## Brief
Scan the records for lines holding "derive". Say how many there are and give nothing else.

(Saved data entries)
=== Section Start ===

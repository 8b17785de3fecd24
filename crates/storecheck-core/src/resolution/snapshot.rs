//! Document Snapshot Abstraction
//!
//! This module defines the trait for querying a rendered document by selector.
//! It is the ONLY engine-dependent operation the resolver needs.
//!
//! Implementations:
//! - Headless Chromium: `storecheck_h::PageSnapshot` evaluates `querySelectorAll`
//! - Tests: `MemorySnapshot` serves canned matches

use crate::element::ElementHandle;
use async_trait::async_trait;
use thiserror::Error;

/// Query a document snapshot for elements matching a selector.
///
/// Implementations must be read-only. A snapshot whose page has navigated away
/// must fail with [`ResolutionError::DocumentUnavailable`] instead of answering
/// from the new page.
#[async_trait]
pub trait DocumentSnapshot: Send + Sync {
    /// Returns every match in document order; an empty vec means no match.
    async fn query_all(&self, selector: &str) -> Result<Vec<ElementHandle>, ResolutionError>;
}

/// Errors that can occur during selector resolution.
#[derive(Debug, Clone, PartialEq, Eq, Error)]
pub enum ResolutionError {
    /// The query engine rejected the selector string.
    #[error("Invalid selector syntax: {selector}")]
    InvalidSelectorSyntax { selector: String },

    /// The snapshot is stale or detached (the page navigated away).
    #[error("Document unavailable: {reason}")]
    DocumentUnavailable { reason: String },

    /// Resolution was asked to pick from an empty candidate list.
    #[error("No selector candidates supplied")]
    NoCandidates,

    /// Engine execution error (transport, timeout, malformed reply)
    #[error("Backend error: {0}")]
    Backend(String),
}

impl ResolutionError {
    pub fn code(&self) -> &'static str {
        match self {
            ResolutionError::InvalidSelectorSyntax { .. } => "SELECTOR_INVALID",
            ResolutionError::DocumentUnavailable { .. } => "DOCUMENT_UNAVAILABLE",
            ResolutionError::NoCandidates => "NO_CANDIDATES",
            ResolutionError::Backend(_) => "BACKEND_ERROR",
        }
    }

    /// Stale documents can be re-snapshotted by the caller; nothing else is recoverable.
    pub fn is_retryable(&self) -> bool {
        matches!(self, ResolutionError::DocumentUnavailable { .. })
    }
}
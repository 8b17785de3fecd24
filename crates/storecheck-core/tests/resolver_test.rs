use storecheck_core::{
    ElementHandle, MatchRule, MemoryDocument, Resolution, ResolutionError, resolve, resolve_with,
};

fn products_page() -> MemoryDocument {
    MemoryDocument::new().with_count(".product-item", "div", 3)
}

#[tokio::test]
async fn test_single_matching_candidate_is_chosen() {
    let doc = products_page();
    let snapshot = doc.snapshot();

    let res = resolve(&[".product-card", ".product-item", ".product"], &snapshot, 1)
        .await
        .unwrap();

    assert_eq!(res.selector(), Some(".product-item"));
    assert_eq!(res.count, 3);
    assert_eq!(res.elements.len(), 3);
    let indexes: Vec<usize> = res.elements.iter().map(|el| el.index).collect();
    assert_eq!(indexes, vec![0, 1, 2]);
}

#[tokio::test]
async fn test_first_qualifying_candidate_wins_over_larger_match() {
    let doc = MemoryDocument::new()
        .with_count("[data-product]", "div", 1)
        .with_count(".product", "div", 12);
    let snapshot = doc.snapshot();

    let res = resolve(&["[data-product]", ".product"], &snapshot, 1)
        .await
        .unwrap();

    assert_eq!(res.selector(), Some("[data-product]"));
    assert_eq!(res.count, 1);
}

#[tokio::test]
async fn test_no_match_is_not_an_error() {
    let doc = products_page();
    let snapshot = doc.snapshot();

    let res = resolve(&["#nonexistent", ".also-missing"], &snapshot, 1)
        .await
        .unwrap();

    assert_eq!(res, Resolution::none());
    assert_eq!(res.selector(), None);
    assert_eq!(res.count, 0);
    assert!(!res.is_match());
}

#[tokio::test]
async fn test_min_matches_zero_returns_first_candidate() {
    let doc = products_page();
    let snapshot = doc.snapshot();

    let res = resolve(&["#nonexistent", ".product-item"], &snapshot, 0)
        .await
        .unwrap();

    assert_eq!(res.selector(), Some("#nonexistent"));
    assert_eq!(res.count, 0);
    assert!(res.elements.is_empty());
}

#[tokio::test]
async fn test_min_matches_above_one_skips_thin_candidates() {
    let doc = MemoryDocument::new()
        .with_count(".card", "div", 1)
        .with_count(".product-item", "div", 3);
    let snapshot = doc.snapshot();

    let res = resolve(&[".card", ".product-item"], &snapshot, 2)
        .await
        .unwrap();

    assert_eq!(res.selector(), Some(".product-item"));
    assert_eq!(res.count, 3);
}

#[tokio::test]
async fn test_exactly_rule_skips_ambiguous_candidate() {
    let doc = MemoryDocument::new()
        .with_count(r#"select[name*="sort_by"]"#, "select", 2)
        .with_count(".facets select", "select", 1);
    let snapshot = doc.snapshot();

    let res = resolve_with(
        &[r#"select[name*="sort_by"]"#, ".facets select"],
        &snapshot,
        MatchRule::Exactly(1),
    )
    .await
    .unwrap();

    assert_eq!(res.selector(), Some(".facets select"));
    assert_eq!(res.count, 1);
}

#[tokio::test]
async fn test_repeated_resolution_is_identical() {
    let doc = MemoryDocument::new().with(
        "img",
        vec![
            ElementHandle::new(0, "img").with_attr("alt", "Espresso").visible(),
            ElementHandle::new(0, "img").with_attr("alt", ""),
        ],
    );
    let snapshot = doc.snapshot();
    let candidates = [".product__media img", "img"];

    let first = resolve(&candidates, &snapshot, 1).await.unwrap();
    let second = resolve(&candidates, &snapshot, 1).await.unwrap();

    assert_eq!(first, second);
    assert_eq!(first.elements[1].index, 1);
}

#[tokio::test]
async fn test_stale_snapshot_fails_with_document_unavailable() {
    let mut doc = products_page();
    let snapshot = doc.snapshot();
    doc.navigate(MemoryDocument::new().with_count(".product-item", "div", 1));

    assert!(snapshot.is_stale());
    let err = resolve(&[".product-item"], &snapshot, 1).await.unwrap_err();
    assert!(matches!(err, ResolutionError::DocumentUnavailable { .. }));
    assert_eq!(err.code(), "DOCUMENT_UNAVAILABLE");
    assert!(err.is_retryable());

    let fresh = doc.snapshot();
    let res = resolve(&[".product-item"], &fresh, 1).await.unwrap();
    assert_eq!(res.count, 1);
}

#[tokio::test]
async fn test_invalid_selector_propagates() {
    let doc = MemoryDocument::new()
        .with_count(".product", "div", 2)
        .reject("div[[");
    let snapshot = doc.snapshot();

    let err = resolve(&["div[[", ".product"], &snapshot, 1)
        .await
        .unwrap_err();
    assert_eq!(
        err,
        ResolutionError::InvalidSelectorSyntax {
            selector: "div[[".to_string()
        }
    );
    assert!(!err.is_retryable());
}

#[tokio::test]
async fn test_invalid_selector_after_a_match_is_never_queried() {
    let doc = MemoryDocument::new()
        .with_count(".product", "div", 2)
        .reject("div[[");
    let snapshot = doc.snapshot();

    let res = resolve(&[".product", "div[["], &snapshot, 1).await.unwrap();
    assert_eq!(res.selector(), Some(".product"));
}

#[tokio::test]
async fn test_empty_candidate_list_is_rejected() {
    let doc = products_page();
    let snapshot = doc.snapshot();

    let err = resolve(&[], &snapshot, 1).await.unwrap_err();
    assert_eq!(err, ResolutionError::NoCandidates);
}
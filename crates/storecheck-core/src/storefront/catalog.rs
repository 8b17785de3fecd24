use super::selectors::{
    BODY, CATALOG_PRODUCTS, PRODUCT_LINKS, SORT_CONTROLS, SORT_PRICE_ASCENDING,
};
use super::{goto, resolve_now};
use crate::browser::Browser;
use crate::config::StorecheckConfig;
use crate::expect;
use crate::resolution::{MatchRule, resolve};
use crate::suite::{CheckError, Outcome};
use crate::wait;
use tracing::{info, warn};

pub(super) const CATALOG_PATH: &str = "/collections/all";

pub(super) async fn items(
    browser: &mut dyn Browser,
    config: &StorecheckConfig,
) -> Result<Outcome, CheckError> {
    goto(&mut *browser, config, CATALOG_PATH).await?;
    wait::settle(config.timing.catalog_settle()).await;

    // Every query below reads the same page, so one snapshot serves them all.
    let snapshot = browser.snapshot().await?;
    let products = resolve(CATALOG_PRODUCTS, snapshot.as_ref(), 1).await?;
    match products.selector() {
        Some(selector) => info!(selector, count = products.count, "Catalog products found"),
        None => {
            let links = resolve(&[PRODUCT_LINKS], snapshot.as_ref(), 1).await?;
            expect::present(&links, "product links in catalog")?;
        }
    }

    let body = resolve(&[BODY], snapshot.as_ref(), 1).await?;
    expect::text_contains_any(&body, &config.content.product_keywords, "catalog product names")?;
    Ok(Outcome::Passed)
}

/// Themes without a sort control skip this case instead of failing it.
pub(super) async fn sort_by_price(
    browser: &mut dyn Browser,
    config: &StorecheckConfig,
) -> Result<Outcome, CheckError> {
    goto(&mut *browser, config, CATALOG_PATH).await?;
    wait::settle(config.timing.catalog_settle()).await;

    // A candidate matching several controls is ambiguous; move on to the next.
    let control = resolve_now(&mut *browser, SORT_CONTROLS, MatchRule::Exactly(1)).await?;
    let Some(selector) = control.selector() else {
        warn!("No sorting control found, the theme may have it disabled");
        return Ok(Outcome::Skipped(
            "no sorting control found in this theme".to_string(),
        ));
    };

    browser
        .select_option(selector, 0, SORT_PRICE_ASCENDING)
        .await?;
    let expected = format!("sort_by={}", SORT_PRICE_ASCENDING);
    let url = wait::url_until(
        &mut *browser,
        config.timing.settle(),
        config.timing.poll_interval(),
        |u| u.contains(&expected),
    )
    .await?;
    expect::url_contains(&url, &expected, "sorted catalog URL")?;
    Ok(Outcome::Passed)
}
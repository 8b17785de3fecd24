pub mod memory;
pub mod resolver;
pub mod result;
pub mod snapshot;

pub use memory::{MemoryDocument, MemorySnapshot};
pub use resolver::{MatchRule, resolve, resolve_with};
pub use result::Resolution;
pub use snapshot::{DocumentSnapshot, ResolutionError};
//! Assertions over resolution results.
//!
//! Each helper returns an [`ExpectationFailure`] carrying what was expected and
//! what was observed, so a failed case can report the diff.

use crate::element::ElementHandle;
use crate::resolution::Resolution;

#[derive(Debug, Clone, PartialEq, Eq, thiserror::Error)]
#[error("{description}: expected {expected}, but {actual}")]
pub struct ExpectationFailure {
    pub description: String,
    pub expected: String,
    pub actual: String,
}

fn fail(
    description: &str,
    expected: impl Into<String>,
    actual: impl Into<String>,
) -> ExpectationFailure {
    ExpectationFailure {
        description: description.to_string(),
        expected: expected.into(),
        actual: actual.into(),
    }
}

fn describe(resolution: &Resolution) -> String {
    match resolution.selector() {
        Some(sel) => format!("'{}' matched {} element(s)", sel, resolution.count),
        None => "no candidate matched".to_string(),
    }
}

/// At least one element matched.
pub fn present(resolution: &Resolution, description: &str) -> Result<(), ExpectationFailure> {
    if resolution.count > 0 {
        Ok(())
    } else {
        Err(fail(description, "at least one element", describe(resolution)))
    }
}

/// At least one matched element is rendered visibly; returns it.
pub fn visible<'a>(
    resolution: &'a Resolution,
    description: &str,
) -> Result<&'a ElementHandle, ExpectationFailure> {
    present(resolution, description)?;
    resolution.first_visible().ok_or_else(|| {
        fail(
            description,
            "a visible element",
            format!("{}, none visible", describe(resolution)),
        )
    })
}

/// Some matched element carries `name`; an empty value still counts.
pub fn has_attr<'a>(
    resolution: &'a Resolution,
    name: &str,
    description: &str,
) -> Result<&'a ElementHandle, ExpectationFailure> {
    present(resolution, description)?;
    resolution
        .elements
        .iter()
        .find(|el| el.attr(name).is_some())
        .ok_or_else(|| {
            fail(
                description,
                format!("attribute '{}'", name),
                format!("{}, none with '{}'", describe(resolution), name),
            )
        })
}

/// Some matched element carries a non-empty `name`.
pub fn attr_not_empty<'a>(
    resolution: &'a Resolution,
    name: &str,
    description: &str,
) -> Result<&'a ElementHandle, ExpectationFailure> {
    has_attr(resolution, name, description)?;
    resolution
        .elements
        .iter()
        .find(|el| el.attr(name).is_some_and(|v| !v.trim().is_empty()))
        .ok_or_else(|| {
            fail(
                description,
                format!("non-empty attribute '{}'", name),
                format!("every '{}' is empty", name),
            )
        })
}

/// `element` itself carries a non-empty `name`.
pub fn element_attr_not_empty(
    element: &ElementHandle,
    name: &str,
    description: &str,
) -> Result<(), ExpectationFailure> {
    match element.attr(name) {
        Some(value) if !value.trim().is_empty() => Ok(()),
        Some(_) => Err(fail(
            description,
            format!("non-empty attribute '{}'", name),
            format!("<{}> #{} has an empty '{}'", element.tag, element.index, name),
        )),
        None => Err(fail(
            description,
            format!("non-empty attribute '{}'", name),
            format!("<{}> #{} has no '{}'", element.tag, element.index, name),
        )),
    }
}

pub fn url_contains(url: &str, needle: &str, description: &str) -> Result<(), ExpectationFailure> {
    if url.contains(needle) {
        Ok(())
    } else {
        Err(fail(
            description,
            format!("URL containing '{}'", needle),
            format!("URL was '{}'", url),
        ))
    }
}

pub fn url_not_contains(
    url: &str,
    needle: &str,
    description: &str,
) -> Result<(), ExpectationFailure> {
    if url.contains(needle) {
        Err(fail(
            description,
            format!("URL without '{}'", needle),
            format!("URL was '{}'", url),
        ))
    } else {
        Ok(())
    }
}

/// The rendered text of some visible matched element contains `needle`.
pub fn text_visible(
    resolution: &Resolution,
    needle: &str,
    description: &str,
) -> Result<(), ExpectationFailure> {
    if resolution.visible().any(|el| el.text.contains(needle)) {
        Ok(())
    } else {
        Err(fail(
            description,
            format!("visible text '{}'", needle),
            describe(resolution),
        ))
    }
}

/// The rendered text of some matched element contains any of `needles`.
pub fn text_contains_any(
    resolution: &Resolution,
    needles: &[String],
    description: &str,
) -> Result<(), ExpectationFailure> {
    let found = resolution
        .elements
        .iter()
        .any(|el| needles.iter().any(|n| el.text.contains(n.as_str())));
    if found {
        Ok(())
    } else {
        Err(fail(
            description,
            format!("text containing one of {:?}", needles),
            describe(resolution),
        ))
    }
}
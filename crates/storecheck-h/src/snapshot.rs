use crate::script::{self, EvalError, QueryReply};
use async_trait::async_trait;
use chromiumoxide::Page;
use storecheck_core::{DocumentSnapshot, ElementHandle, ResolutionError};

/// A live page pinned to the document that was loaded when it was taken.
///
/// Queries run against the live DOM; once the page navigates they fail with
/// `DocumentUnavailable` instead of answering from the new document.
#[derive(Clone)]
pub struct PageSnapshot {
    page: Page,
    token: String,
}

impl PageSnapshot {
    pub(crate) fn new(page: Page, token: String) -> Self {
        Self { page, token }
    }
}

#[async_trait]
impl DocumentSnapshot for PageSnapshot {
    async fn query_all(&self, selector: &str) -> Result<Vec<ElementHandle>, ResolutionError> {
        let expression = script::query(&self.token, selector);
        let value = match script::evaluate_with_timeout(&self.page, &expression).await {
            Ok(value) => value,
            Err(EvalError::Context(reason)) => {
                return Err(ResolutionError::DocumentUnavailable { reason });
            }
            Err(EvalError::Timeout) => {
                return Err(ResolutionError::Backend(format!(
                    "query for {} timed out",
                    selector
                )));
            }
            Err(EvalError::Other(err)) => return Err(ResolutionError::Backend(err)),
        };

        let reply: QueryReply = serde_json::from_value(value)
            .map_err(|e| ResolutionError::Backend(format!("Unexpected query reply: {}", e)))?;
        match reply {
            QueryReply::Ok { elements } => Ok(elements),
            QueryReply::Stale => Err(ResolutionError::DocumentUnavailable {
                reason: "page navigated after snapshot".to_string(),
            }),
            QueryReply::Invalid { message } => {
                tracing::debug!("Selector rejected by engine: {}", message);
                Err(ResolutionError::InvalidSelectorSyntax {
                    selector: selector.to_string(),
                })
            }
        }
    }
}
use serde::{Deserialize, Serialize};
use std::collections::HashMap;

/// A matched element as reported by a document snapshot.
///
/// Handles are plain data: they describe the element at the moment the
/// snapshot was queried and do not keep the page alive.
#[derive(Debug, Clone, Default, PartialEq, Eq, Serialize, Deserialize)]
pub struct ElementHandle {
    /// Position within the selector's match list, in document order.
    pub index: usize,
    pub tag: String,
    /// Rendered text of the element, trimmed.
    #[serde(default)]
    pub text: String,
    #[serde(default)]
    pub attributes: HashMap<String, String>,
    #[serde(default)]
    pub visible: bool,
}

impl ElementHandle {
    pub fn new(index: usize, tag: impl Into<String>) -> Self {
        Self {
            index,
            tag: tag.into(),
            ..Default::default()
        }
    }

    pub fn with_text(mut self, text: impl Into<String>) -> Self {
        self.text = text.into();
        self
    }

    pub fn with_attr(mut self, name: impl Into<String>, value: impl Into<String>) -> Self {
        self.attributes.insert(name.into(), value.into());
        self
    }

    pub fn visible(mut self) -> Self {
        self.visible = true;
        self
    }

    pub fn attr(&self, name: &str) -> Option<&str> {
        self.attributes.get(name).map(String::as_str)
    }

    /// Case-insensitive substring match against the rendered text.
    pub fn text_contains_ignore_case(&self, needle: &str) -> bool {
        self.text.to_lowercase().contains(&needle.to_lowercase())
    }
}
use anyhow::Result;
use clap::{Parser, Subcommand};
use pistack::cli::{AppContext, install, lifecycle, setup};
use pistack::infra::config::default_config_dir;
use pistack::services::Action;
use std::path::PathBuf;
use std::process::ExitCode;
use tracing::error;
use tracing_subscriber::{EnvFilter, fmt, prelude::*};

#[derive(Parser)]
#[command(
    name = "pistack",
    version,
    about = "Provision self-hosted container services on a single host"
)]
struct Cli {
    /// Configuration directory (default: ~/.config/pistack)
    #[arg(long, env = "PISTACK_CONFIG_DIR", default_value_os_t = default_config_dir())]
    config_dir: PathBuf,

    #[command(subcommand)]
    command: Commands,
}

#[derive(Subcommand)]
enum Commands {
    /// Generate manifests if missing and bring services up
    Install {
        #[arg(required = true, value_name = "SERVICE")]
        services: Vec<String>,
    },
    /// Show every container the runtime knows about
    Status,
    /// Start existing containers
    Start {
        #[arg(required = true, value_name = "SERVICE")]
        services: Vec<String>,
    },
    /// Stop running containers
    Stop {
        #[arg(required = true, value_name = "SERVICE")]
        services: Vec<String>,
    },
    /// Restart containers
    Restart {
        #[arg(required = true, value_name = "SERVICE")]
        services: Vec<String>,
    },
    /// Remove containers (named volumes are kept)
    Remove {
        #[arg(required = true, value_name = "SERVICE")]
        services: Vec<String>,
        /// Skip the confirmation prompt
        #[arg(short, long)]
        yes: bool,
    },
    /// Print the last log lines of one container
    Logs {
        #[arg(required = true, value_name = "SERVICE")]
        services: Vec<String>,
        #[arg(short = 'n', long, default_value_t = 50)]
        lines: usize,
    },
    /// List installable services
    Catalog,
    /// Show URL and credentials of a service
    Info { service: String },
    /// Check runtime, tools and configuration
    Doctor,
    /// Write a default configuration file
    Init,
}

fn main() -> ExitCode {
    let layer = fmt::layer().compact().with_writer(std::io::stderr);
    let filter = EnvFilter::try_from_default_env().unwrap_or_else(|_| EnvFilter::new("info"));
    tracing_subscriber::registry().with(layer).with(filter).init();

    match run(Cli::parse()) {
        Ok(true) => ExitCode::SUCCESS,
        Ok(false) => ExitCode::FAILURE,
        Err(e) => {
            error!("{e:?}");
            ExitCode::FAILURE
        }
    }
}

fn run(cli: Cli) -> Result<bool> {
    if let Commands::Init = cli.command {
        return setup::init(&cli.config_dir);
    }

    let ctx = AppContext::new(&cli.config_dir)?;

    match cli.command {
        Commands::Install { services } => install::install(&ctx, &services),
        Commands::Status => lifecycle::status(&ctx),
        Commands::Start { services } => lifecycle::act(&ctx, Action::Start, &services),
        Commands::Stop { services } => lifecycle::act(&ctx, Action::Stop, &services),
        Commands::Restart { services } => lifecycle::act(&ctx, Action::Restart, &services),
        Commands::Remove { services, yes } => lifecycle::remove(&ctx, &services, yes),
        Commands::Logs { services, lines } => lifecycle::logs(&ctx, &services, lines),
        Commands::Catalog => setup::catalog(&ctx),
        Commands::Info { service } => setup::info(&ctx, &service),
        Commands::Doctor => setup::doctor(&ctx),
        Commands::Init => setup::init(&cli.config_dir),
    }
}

=== Section End ===

## Task result
6